Wikipedia's page on the OpenSUSE Project says it's sponsored by Novell, AMD and IP Exchange, not just Novell, and OpenSUSE's sponsor page confirms those three and adds B1 Systems GmbH as another. Then there's the community of programmers that develop and maintain the project, judging by this OpenSUSE development page, which says "the openSUSE distribution ... consists of around 3500 applications, libraries and utilities. All of them are cared-for by openSUSE Package Maintainers who integrate, polish, update and maintain them. Maintaining packages is the bread and butter development task that is done in the openSUSE project."

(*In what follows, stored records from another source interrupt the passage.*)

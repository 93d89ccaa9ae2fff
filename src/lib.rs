//! MOS 6581/8580 SID Emulator
//!
//! A cycle-accurate emulator of the MOS Technology SID sound chip in both of its
//! production revisions, driven by a two-phase discrete-event scheduler and mixed
//! to host audio through a resampling pipeline.
//!
//! # Features
//! - Cycle-accurate oscillators with hard sync, ring modulation and the noise LFSR
//! - Combined waveforms from per-revision bit-level tables
//! - ADSR envelopes including the exponential decay divider and the ADSR delay bug
//! - 6581 FET-distortion filter and 8580 linear filter
//! - Write-only register bus decay, OSC3/ENV3 and paddle readback
//! - N-chip mixer with per-chip volume, balance, delay and fades
//! - Decimating and two-pass FIR resampling with triangular dither
//! - Fake-stereo chip pairs
//!
//! # Crate feature flags
//! - `emulator` (default): Chip core, scheduler, mixer and resamplers
//! - `wav` (default): WAV file audio driver (enables optional `hound` dep)
//! - `streaming` (opt-in): Real-time audio output (enables optional `rodio` dep)
//!
//! # Quick start
//! ## Core chip only
//! ```no_run
//! use mos_sid::{ChipModel, Sid};
//! let mut chip = Sid::new(ChipModel::Mos6581);
//! chip.write(0x00, 0x25); // Voice 1 frequency lo
//! chip.write(0x01, 0x11); // Voice 1 frequency hi
//! chip.write(0x05, 0x09); // Attack/decay
//! chip.write(0x06, 0xF0); // Sustain/release
//! chip.write(0x18, 0x0F); // Volume
//! chip.write(0x04, 0x21); // Sawtooth, gate on
//! let mut samples = Vec::new();
//! chip.clock(20_000, |s| samples.push(s));
//! ```
//!
//! ## Scheduler, mixer and WAV output
//! ```no_run
//! # #[cfg(feature = "wav")]
//! # {
//! use mos_sid::audio::WavDriver;
//! use mos_sid::{EventScheduler, Sid, SidConfig, SidMixer};
//! let config = SidConfig::default();
//! let mut scheduler = EventScheduler::new();
//! let driver = WavDriver::create("out.wav", &config.audio).unwrap();
//! let mut mixer = SidMixer::new(&mut scheduler, &config, driver).unwrap();
//! mixer.add(0, Sid::new(config.chips[0].model));
//! mixer.start(&mut scheduler).unwrap();
//! mixer.write(&scheduler, 0, 0x18, 0x0F).unwrap();
//! scheduler.run_until(985_248, &mut mixer).unwrap();
//! mixer.into_driver().unwrap().finalize().unwrap();
//! # }
//! ```

#![warn(missing_docs)]

pub mod audio; // Audio Drivers
pub mod config; // Configuration
pub mod event; // Event Scheduler
pub mod fake_stereo; // Fake Stereo Adapter
pub mod mixer; // SID Mixer
pub mod resample; // Sample Rate Conversion
pub mod sid; // SID Emulation (core)
#[cfg(feature = "streaming")]
pub mod streaming; // Audio Output & Streaming
pub mod write_log; // Register Write Logs

/// Error types for SID emulator operations
#[derive(thiserror::Error, Debug)]
pub enum SidError {
    /// IO error from filesystem or device
    #[error("IO error: {0}")]
    Io(#[from] std::io::Error),

    /// Invalid configuration
    #[error("Invalid configuration: {0}")]
    Config(String),

    /// Resampler cannot be built for the requested rates
    #[error("Resampler error: {0}")]
    Resampler(String),

    /// Scheduler queue invariant violated
    #[error("Scheduler error: {0}")]
    Scheduler(String),

    /// A chip was clocked to a point before its last clocked cycle
    #[error("Time skew: chip last clocked at cycle {last}, asked to clock to {now}")]
    TimeSkew {
        /// Cycle the chip was last clocked to
        last: u64,
        /// Cycle the chip was asked to clock to
        now: u64,
    },

    /// No chip in the requested mixer slot
    #[error("No SID chip in slot {0}")]
    NoSuchChip(usize),

    /// Error writing audio file
    #[error("Audio file write error: {0}")]
    AudioFile(String),

    /// Audio device error
    #[error("Audio device error: {0}")]
    AudioDevice(String),

    /// Generic error
    #[error("{0}")]
    Other(String),
}

impl From<String> for SidError {
    /// Converts a String into `SidError::Other`.
    ///
    /// Prefer the specific variants (`SidError::Config`, `SidError::Resampler`, ...)
    /// where the failure has a known category.
    fn from(msg: String) -> Self {
        SidError::Other(msg)
    }
}

impl From<&str> for SidError {
    /// Converts a string slice into `SidError::Other`.
    fn from(msg: &str) -> Self {
        SidError::Other(msg.to_string())
    }
}

/// Result type for emulator operations
pub type Result<T> = std::result::Result<T, SidError>;

// Public API exports
pub use config::{AudioConfig, ChipConfig, CpuClock, SamplingMethod, SamplingRate, SidConfig};
pub use event::{EventContext, EventId, EventScheduler, Phase};
pub use fake_stereo::FakeStereo;
pub use mixer::SidMixer;
pub use resample::{create_resampler, Resample, Resampler};
pub use sid::{ChipModel, Sid};
#[cfg(feature = "streaming")]
pub use streaming::{AudioDevice, RealtimePlayer, RingBuffer, StreamConfig, StreamingDriver};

So why is the trademark Novell's alone?
It doesn't feel right, does it, when you look at it like that? My point is, there's more than one stakeholder in the OpenSUSE foundation being set up, and you'll see that discussed in the log. Trademarks have economic value, and if the community is helping in building that value, I think it's logical that they should gain a share of ownership rights so as to get some share in that value and some say in what happens with the trademark.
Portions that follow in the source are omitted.